Hot on the heels of the announcement that Ebbsfleet in Kent will become the first modern garden city in Britain, Bicester in Oxfordshire has now been revealed as its successor. Intended by the coalition government to alleviate problems caused by the housing shortage, this initiative proposes a new development of up to 13,000 homes in the garden city. A new railway station will be one of the improvements in infrastructure promised as part of the package.
History of the Garden City
According to Nick Clegg, the Liberal Democrats have long championed the garden city as an idea whose time has come again. Ironically, the coalition is taking inspiration from what was originally a socialist movement. Conceived to improve the lot of workers suffering the hellish condition of polluted Victorian cities, the garden city movement aimed to create a new civilisation based on the marriage of town and country.
Envisaged as series of concentric rings, these ‘slumless, smokeless cities’ were intended as mixed developments uniting social classes. An outer circle of factories and services would surround a belt of housing, with shopping and civic facilities in parkland at the centre. But most importantly, garden cities were planned as stakeholder developments: landlords and business owners would also live in the city, and speculative development would be prohibited.
The Need for Modern Garden Cities
Although the garden city planned for Bicester may not be rooted in utopian socialism, it does address a series of pressing needs. Britain is currently suffering a housing crisis characterised by a shortage of affordable homes. Prospective buyers are excluded from the property market by rising prices, and must compete for ever more expensive rented accommodation.
As in the Victorian era, landlords are able to charge high rents for poky and poorly maintained properties. Those priced out of the rental market have little choice but to join the ever more numerous ranks of the homeless. There is a clear need in Britain for more high quality, sensibly priced housing: this shortfall is estimated at around 250,000 homes per year until 2020.
Visions for the Modern Garden City
Unlike the creators of the original garden cities, the government hasn’t yet unveiled a grand plan for the present day equivalents. In fact there isn’t even a coherent definition of a modern garden city. The only stipulation appears to be the sale of land to developers who will create housing now, rather than buying it up to control the property market.
Politicians speculate that a government agency could be responsible for acquiring the land and taking on the design and construction of modern garden cities. This body could operate as a rival to private developers and further stimulate the completion of similar, privately funded, projects. Initial plans suggest that the government will build three modern garden cities, with the third yet to be announced.
Affordable Housing, Green Spaces and Sustainable Transport
So far, the specification for Bicester garden city stipulates the provision of affordable homes, jobs and schools whilst conserving the surrounding countryside. Initially, 10,000 homes will be built as part of the northwest Bicester eco town between 2014 and 2031. After 2031, the remaining 3,000 homes will be added and, if new development sites are identified, further development is on the cards.
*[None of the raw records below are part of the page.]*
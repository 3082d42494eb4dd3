//! CLI parsing and configuration module
//!
//! The driver accepts its own options mixed freely with compiler arguments,
//! so clap only captures the raw tokens. Resolution is a fold over those
//! tokens into a [`Config`]; every option is a [`Setting`] and later
//! settings replace earlier ones.

use std::ffi::{OsStr, OsString};
use std::io::IsTerminal;
use std::path::{Path, PathBuf};

use clap::Parser as CliParser;
use indexmap::IndexSet;

use crate::error::DriverError;
use crate::toolchain::{CLANG_LIB_ROOT, SearchPath};

pub const VERSION: &str = env!("CARGO_PKG_VERSION");

pub const HELP: &str = "
  --memory                 check for uninitialized variable using MemorySanitizer
  --leak-check             check for memory leaks, requires --valgrind to intercept errors
  --no-explanations        do not add explanations to compile-time error messages
  --no-embed-source        do not embed program source in binary
  --no-shared-libasan      do not link the address sanitizer runtime as a shared library
  --valgrind               check for uninitialized variables using Valgrind
  --use-after-return       check for use of local variables after function returns
  --wrap-main              intercept the user's main function with ld's -wrap option
  --ifdef-main             use ifdef to replace user's main function rather than ld's -wrap option
  --no-wrap-main           do not intercept the user's main function
  --c-compiler=COMPILER    compile with COMPILER instead of clang
";

/// Options that take their value as the following token.
const OPTIONS_WITH_VALUE: &[&str] = &[
    "-I", "-L", "-l", "-D", "-U", "-include", "-isystem", "-iquote", "-idirafter", "-MF", "-MT", "-MQ",
    "-Xlinker", "-Xpreprocessor", "-Xassembler",
];

const DEFAULT_MAX_EXPLANATIONS: u32 = 3;

/// CLI interface using clap
#[derive(CliParser, Debug)]
#[command(
    name = "dcc",
    about = "Compile C programs with runtime error detection",
    disable_help_flag = true,
    disable_version_flag = true
)]
pub struct Cli {
    /// dcc options and compiler arguments, in any order
    #[arg(trailing_var_arg = true, allow_hyphen_values = true)]
    pub args: Vec<String>,
}

#[derive(Debug, Clone, Copy, PartialEq, Eq, Default)]
pub enum SanitizerMode {
    #[default]
    Address,
    Memory,
    Valgrind,
}

impl SanitizerMode {
    pub fn as_str(self) -> &'static str {
        match self {
            SanitizerMode::Address => "address",
            SanitizerMode::Memory => "memory",
            SanitizerMode::Valgrind => "valgrind",
        }
    }
}

/// How the user's `main` is intercepted so the wrapper can run around it.
#[derive(Debug, Clone, Copy, PartialEq, Eq)]
pub enum MainInterception {
    /// `-Wl,-wrap,main`
    LinkerWrap,
    /// `-Dmain=__real_main`, for linkers without `-wrap`
    IfdefReplace,
    /// user's `main` runs untouched
    Disabled,
}

impl MainInterception {
    /// macOS's linker has no `-wrap`.
    pub fn platform_default() -> Self {
        if cfg!(target_os = "macos") {
            MainInterception::IfdefReplace
        } else {
            MainInterception::LinkerWrap
        }
    }
}

#[derive(Debug, Clone, Copy, PartialEq, Eq, Default)]
pub enum SharedRuntime {
    #[default]
    Auto,
    On,
    Off,
}

/// Settings taken from the environment rather than the command line.
#[derive(Debug, Clone)]
pub struct DriverEnv {
    pub debug: u32,
    pub colorize: bool,
    pub search_path: SearchPath,
    /// Absolute path of the running driver.
    pub driver_path: PathBuf,
    /// Where the helper scripts embedded in binaries live.
    pub helper_dir: PathBuf,
    /// Root of clang's versioned resource directories.
    pub clang_lib_root: PathBuf,
}

impl DriverEnv {
    pub fn from_env() -> Self {
        let driver_path = std::env::current_exe()
            .and_then(|p| p.canonicalize())
            .unwrap_or_else(|_| PathBuf::from(std::env::args().next().unwrap_or_else(|| "dcc".to_string())));
        let driver_dir = driver_path.parent().map(Path::to_path_buf);

        let debug = std::env::var("DCC_DEBUG")
            .ok()
            .and_then(|v| v.trim().parse().ok())
            .unwrap_or(0);
        let colorize = std::io::stderr().is_terminal()
            || std::env::var_os("DCC_COLORIZE_OUTPUT").is_some_and(|v| !v.is_empty());
        let helper_dir = std::env::var_os("DCC_HELPER_DIR")
            .map(PathBuf::from)
            .or_else(|| driver_dir.clone())
            .unwrap_or_else(|| PathBuf::from("."));
        let inherited = std::env::var_os("PATH");

        DriverEnv {
            debug,
            colorize,
            search_path: SearchPath::for_driver(driver_dir.as_deref(), inherited.as_deref()),
            driver_path,
            helper_dir,
            clang_lib_root: PathBuf::from(CLANG_LIB_ROOT),
        }
    }
}

/// Fully resolved invocation.
#[derive(Debug, Clone, PartialEq, Eq)]
pub struct Config {
    pub compiler: String,
    pub sanitizer: SanitizerMode,
    pub leak_check: bool,
    pub suppressions: String,
    pub stack_use_after_return: bool,
    pub main_interception: MainInterception,
    pub embed_source: bool,
    pub shared_runtime: SharedRuntime,
    pub colorize: bool,
    pub debug: u32,
    pub explanations: bool,
    pub max_explanations: u32,
    /// Arguments passed through to the compiler, in order.
    pub compiler_args: Vec<String>,
    /// `.c` and `.h` arguments, candidates for embedding.
    pub sources: IndexSet<String>,
    /// `-c` given: compile only, no wrapper.
    pub incremental: bool,
    /// Inputs other than C sources given: link-only invocation.
    pub object_files: bool,
    pub output: Option<String>,
}

impl Config {
    pub fn new(env: &DriverEnv) -> Self {
        Config {
            compiler: "clang".to_string(),
            sanitizer: SanitizerMode::default(),
            leak_check: false,
            suppressions: "/dev/null".to_string(),
            stack_use_after_return: false,
            main_interception: MainInterception::platform_default(),
            embed_source: true,
            shared_runtime: SharedRuntime::default(),
            colorize: env.colorize,
            debug: env.debug,
            explanations: true,
            max_explanations: DEFAULT_MAX_EXPLANATIONS,
            compiler_args: Vec::new(),
            sources: IndexSet::new(),
            incremental: false,
            object_files: false,
            output: None,
        }
    }

    /// Applies one setting. Settings are applied in command-line order, so
    /// a later setting for the same field always wins.
    fn apply(mut self, setting: Setting) -> Self {
        match setting {
            Setting::Sanitizer(mode) => self.sanitizer = mode,
            Setting::LeakCheck => self.leak_check = true,
            Setting::Suppressions(path) => self.suppressions = path,
            Setting::Explanations(on) => self.explanations = on,
            Setting::SharedRuntime(pref) => self.shared_runtime = pref,
            Setting::UseAfterReturn => self.stack_use_after_return = true,
            Setting::EmbedSource(on) => self.embed_source = on,
            Setting::MainInterception(strategy) => self.main_interception = strategy,
            Setting::Compiler(name) => self.compiler = name,
            Setting::Colorize(on) => self.colorize = on,
        }
        self
    }

    /// Renders the configuration as a normalized token list which resolves
    /// back to the same configuration.
    pub fn to_args(&self) -> Vec<String> {
        let mut args = vec![format!("--c-compiler={}", self.compiler)];
        match self.sanitizer {
            SanitizerMode::Address => {}
            SanitizerMode::Memory => args.push("--memory".to_string()),
            SanitizerMode::Valgrind => args.push("--valgrind".to_string()),
        }
        if self.leak_check {
            args.push("--leak-check".to_string());
        }
        args.push(format!("--suppressions={}", self.suppressions));
        if self.stack_use_after_return {
            args.push("--use-after-return".to_string());
        }
        args.push(
            match self.main_interception {
                MainInterception::LinkerWrap => "--wrap-main",
                MainInterception::IfdefReplace => "--ifdef-main",
                MainInterception::Disabled => "--no-wrap-main",
            }
            .to_string(),
        );
        match self.shared_runtime {
            SharedRuntime::Auto => {}
            SharedRuntime::On => args.push("--shared-libasan".to_string()),
            SharedRuntime::Off => args.push("--no-shared-libasan".to_string()),
        }
        let toggles = [
            (self.embed_source, "--embed-source", "--no-embed-source"),
            (self.explanations, "--explanations", "--no-explanations"),
            (self.colorize, "-fcolor-diagnostics", "-fno-color-diagnostics"),
        ];
        for (on, yes, no) in toggles {
            args.push(if on { yes } else { no }.to_string());
        }
        args.extend(self.compiler_args.iter().cloned());
        args
    }
}

/// A driver option, decoded from one token.
#[derive(Debug, Clone, PartialEq, Eq)]
enum Setting {
    Sanitizer(SanitizerMode),
    LeakCheck,
    Suppressions(String),
    Explanations(bool),
    SharedRuntime(SharedRuntime),
    UseAfterReturn,
    EmbedSource(bool),
    MainInterception(MainInterception),
    Compiler(String),
    Colorize(bool),
}

/// What the invocation asks the driver to do.
#[derive(Debug, Clone, PartialEq, Eq)]
pub enum Resolution {
    Compile(Config),
    Version,
    Help,
    /// Re-invoked by a valgrind-instrumented binary to watch its errors.
    WatchValgrind,
}

/// Role of the next token, decided by the one before it.
#[derive(Debug, Clone, Copy, PartialEq, Eq)]
enum Pending {
    Nothing,
    Output,
    OptionValue,
}

/// Fold state: the configuration so far and what the last token expects.
struct Fold {
    config: Config,
    pending: Pending,
}

enum Step {
    Continue(Fold),
    Exit(Resolution),
}

impl Fold {
    fn step(self, token: &str, next: Option<&str>) -> Result<Step, DriverError> {
        if self.pending == Pending::Nothing {
            if let Some(setting) = parse_setting(token) {
                return Ok(Step::Continue(Fold {
                    config: self.config.apply(setting),
                    pending: Pending::Nothing,
                }));
            }
            match token {
                "-v" | "--version" => return Ok(Step::Exit(Resolution::Version)),
                "--help" => return Ok(Step::Exit(Resolution::Help)),
                "--watch-stdin-for-valgrind-errors" => return Ok(Step::Exit(Resolution::WatchValgrind)),
                _ => {}
            }
        }
        self.compiler_arg(token, next).map(Step::Continue)
    }

    fn compiler_arg(mut self, token: &str, next: Option<&str>) -> Result<Fold, DriverError> {
        self.config.compiler_args.push(token.to_string());

        let pending = std::mem::replace(&mut self.pending, Pending::Nothing);
        match pending {
            Pending::Output => self.config.output = Some(token.to_string()),
            Pending::OptionValue => {}
            Pending::Nothing if token == "-o" => {
                if let Some(target) = next
                    && has_extension(target, &["c"])
                    && Path::new(target).exists()
                {
                    return Err(DriverError::WouldOverwriteSource(PathBuf::from(target)));
                }
                self.pending = Pending::Output;
            }
            Pending::Nothing if token == "-c" => self.config.incremental = true,
            Pending::Nothing if OPTIONS_WITH_VALUE.contains(&token) => self.pending = Pending::OptionValue,
            Pending::Nothing if token.starts_with('-') => {}
            Pending::Nothing if has_extension(token, &["c", "h"]) => {
                self.config.sources.insert(token.to_string());
            }
            Pending::Nothing => self.config.object_files = true,
        }
        Ok(self)
    }
}

fn parse_setting(token: &str) -> Option<Setting> {
    let setting = match token {
        "--memory" | "-u" | "--undefined" | "--uninitialized" | "--uninitialised" | "-fsanitize=memory" => {
            Setting::Sanitizer(SanitizerMode::Memory)
        }
        "--valgrind" => Setting::Sanitizer(SanitizerMode::Valgrind),
        "--leak-check" | "--leakcheck" => Setting::LeakCheck,
        "--explanations" => Setting::Explanations(true),
        "--no-explanations" => Setting::Explanations(false),
        "--shared-libasan" | "-shared-libasan" => Setting::SharedRuntime(SharedRuntime::On),
        "--no-shared-libasan" => Setting::SharedRuntime(SharedRuntime::Off),
        "--use-after-return" => Setting::UseAfterReturn,
        "--embed-source" => Setting::EmbedSource(true),
        "--no-embed-source" => Setting::EmbedSource(false),
        "--wrap-main" => Setting::MainInterception(MainInterception::LinkerWrap),
        "--ifdef-main" => Setting::MainInterception(MainInterception::IfdefReplace),
        "--no-wrap-main" => Setting::MainInterception(MainInterception::Disabled),
        "-fcolor-diagnostics" => Setting::Colorize(true),
        "-fno-color-diagnostics" => Setting::Colorize(false),
        _ => {
            if let Some(path) = token.strip_prefix("--suppressions=") {
                Setting::Suppressions(path.to_string())
            } else if let Some(name) = token.strip_prefix("--c-compiler=") {
                Setting::Compiler(name.to_string())
            } else {
                return None;
            }
        }
    };
    Some(setting)
}

fn has_extension(token: &str, extensions: &[&str]) -> bool {
    Path::new(token)
        .extension()
        .and_then(OsStr::to_str)
        .is_some_and(|ext| extensions.iter().any(|e| ext.eq_ignore_ascii_case(e)))
}

/// Resolves raw command-line tokens against the environment defaults.
pub fn resolve(tokens: &[String], env: &DriverEnv) -> Result<Resolution, DriverError> {
    if tokens.is_empty() {
        return Err(DriverError::Usage);
    }

    let mut fold = Fold {
        config: Config::new(env),
        pending: Pending::Nothing,
    };
    for (i, token) in tokens.iter().enumerate() {
        let next = tokens.get(i + 1).map(String::as_str);
        match fold.step(token, next)? {
            Step::Continue(state) => fold = state,
            Step::Exit(resolution) => return Ok(resolution),
        }
    }
    Ok(Resolution::Compile(fold.config))
}

impl Cli {
    /// Parses the process arguments.
    pub fn capture() -> Self {
        Self::capture_from(std::env::args_os())
    }

    /// Parses `argv`, program name first.
    ///
    /// clap takes a leading `--` as its own separator and drops it. It is
    /// put back, since the compiler must see every token dcc does not own.
    pub fn capture_from<I, T>(argv: I) -> Self
    where
        I: IntoIterator<Item = T>,
        T: Into<OsString>,
    {
        let argv: Vec<OsString> = argv.into_iter().map(Into::into).collect();
        let mut cli = Cli::parse_from(&argv);
        if argv.get(1).is_some_and(|first| first == "--") {
            cli.args.insert(0, "--".to_string());
        }
        cli
    }

    /// Resolve the captured tokens into what the driver should do
    pub fn into_resolution(self, env: &DriverEnv) -> Result<Resolution, DriverError> {
        resolve(&self.args, env)
    }
}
Despite worries by local residents that Bicester’s infrastructure will be unable to cope with expansion on this scale, the proposal promises a level of service well beyond the current provision. The East-West Rail Project is expected to speed up train travel to Oxford and Milton Keynes, and a new motorway junction is being planned to ease traffic congestion. With this and the creation of 21,500 jobs, Cherwell District Council is confident that the new Bicester development will live up to the ideals of the original garden city movement.
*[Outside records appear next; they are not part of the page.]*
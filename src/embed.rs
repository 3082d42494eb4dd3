//! Source embedding.
//!
//! Collects the user's C sources, and the local headers they include, into
//! an archive that is compiled into the binary so the runtime tooling can
//! show source without needing the original files. Embedding is best
//! effort: a file that cannot be embedded is skipped, never reported.

pub mod archive;
pub mod minify;

use std::io;
use std::path::{Component, Path, PathBuf};
use std::sync::LazyLock;

use hashbrown::HashSet;
use indexmap::IndexMap;
use log::{debug, trace};
use regex::Regex;
use thiserror::Error;

/// Larger files are left out of the archive.
pub const MAX_EMBEDDED_BYTES: u64 = 1_000_000;

/// Runtime helpers shipped alongside the user's sources.
pub const HELPER_SCRIPTS: [&str; 4] = ["start_gdb.py", "drive_gdb.py", "watch_valgrind.py", "colors.py"];

static QUOTED_INCLUDE_RE: LazyLock<Regex> =
    LazyLock::new(|| Regex::new(r#"^\s*#\s*include\s*"(.*?)""#).expect("valid regex"));

/// Read access to the files being embedded.
pub trait SourceTree {
    fn file_size(&self, path: &Path) -> io::Result<u64>;
    fn read(&self, path: &Path) -> io::Result<Vec<u8>>;
}

/// The real file system, relative paths resolved against the working
/// directory.
pub struct FileTree;

impl SourceTree for FileTree {
    fn file_size(&self, path: &Path) -> io::Result<u64> {
        Ok(std::fs::metadata(path)?.len())
    }

    fn read(&self, path: &Path) -> io::Result<Vec<u8>> {
        std::fs::read(path)
    }
}

/// Why a candidate was left out.
#[derive(Debug, Error)]
pub enum Skip {
    #[error("it has an absolute path")]
    Absolute,
    #[error("it contains ..")]
    ParentTraversal,
    #[error("normalized path differs: {0}")]
    NotNormalized(String),
    #[error("it is {0} bytes")]
    TooLarge(u64),
    #[error("{0}")]
    Unreadable(#[from] io::Error),
}

/// Lexically normalizes `path`: no `.` components, no empty components,
/// and `..` folded into its parent where there is one.
fn normalize(path: &str) -> String {
    let mut parts: Vec<&str> = Vec::new();
    for part in path.split('/') {
        match part {
            "" | "." => {}
            ".." if parts.last().is_some_and(|p| *p != "..") => {
                parts.pop();
            }
            _ => parts.push(part),
        }
    }
    if parts.is_empty() { ".".to_string() } else { parts.join("/") }
}

/// Archive member name for `path`, if it is safe to embed.
///
/// The path must be relative, stay below the working directory, and already
/// be in normal form, apart from an optional leading `./`.
pub fn member_name(path: &str) -> Result<String, Skip> {
    if Path::new(path).has_root() {
        return Err(Skip::Absolute);
    }
    let normalized = normalize(path);
    if path != normalized && path.strip_prefix("./") != Some(normalized.as_str()) {
        return Err(Skip::NotNormalized(normalized));
    }
    if Path::new(&normalized).components().any(|c| c == Component::ParentDir) {
        return Err(Skip::ParentTraversal);
    }
    Ok(normalized)
}

/// Local includes of `source`, as spelled.
fn quoted_includes(source: &[u8]) -> Vec<String> {
    String::from_utf8_lossy(source)
        .lines()
        .filter_map(|line| QUOTED_INCLUDE_RE.captures(line))
        .map(|caps| caps[1].to_string())
        .collect()
}

/// Path of an include spelling, relative to the including file.
fn resolve_include(includer: &str, spelling: &str) -> String {
    match Path::new(includer).parent() {
        Some(dir) if !dir.as_os_str().is_empty() => dir.join(spelling).to_string_lossy().into_owned(),
        _ => spelling.to_string(),
    }
}

/// Ordered, deduplicated archive contents.
#[derive(Debug, Default)]
pub struct EmbeddedArchive {
    members: IndexMap<String, Vec<u8>>,
}

impl EmbeddedArchive {
    /// Walks `entries` and their quoted includes depth first.
    pub fn collect<'a>(entries: impl IntoIterator<Item = &'a str>, tree: &dyn SourceTree) -> Self {
        let mut archive = EmbeddedArchive::default();
        let mut visited: HashSet<String> = HashSet::new();
        let mut worklist: Vec<String> = Vec::new();

        let entries: Vec<&str> = entries.into_iter().collect();
        for entry in entries.iter().rev() {
            enqueue(entry, &mut worklist);
        }

        while let Some(name) = worklist.pop() {
            if !visited.insert(name.clone()) {
                continue;
            }
            let contents = match read_limited(tree, Path::new(&name)) {
                Ok(contents) => contents,
                Err(skip) => {
                    debug!("not embedding source of {name} because {skip}");
                    continue;
                }
            };
            trace!("adding {name} to tar file");
            let includes = quoted_includes(&contents);
            archive.members.insert(name.clone(), contents);
            for spelling in includes.iter().rev() {
                enqueue(&resolve_include(&name, spelling), &mut worklist);
            }
        }
        archive
    }

    /// Adds the helper scripts found in `helper_dir`, minifying Python.
    pub fn add_helpers(&mut self, helper_dir: &Path, tree: &dyn SourceTree) {
        for script in HELPER_SCRIPTS {
            let path: PathBuf = helper_dir.join(script);
            match tree.read(&path) {
                Ok(contents) => {
                    let contents = if script.ends_with(".py") {
                        minify::minify_bytes(&contents)
                    } else {
                        contents
                    };
                    self.members.insert(script.to_string(), contents);
                }
                Err(e) => debug!("helper {} not embedded: {e}", path.display()),
            }
        }
    }

    pub fn names(&self) -> impl Iterator<Item = &str> {
        self.members.keys().map(String::as_str)
    }

    pub fn get(&self, name: &str) -> Option<&[u8]> {
        self.members.get(name).map(Vec::as_slice)
    }

    pub fn len(&self) -> usize {
        self.members.len()
    }

    pub fn is_empty(&self) -> bool {
        self.members.is_empty()
    }

    /// The gzip-compressed tar stream.
    pub fn to_bytes(&self) -> io::Result<Vec<u8>> {
        archive::write_archive(self.members.iter().map(|(name, data)| (name.as_str(), data.as_slice())))
    }
}

/// Pushes the member name of `candidate` if it is safe to embed.
fn enqueue(candidate: &str, worklist: &mut Vec<String>) {
    match member_name(candidate) {
        Ok(name) => worklist.push(name),
        Err(skip) => debug!("not embedding source of {candidate} because {skip}"),
    }
}

fn read_limited(tree: &dyn SourceTree, path: &Path) -> Result<Vec<u8>, Skip> {
    let size = tree.file_size(path)?;
    if size > MAX_EMBEDDED_BYTES {
        return Err(Skip::TooLarge(size));
    }
    Ok(tree.read(path)?)
}

/// Builds the archive bytes for the wrapper, or nothing when embedding is
/// off. With embedding off the source tree is never touched.
pub fn embed_sources<'a>(
    enabled: bool,
    entries: impl IntoIterator<Item = &'a str>,
    helper_dir: &Path,
    tree: &dyn SourceTree,
) -> io::Result<Option<Vec<u8>>> {
    if !enabled {
        return Ok(None);
    }
    let mut archive = EmbeddedArchive::collect(entries, tree);
    archive.add_helpers(helper_dir, tree);
    debug!("embedding {} files: {}", archive.len(), itertools::join(archive.names(), " "));
    archive.to_bytes().map(Some)
}

#[cfg(test)]
mod tests_embed;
The coalition government’s announcement that a new garden city is to be built in Bicester follows in the footsteps of the utopian town planners and architects who conceived the garden city movement in the late 19th century. The creation of 13,000 new homes in the area between 2014 and 2031, together with jobs, transport links and services, is seen as the key to relieving the housing crisis. Critics of these proposals state that the planned garden cities won’t create enough housing; however, these measures may just stimulate property development, revitalising the market and offering a real way out of this distressing situation.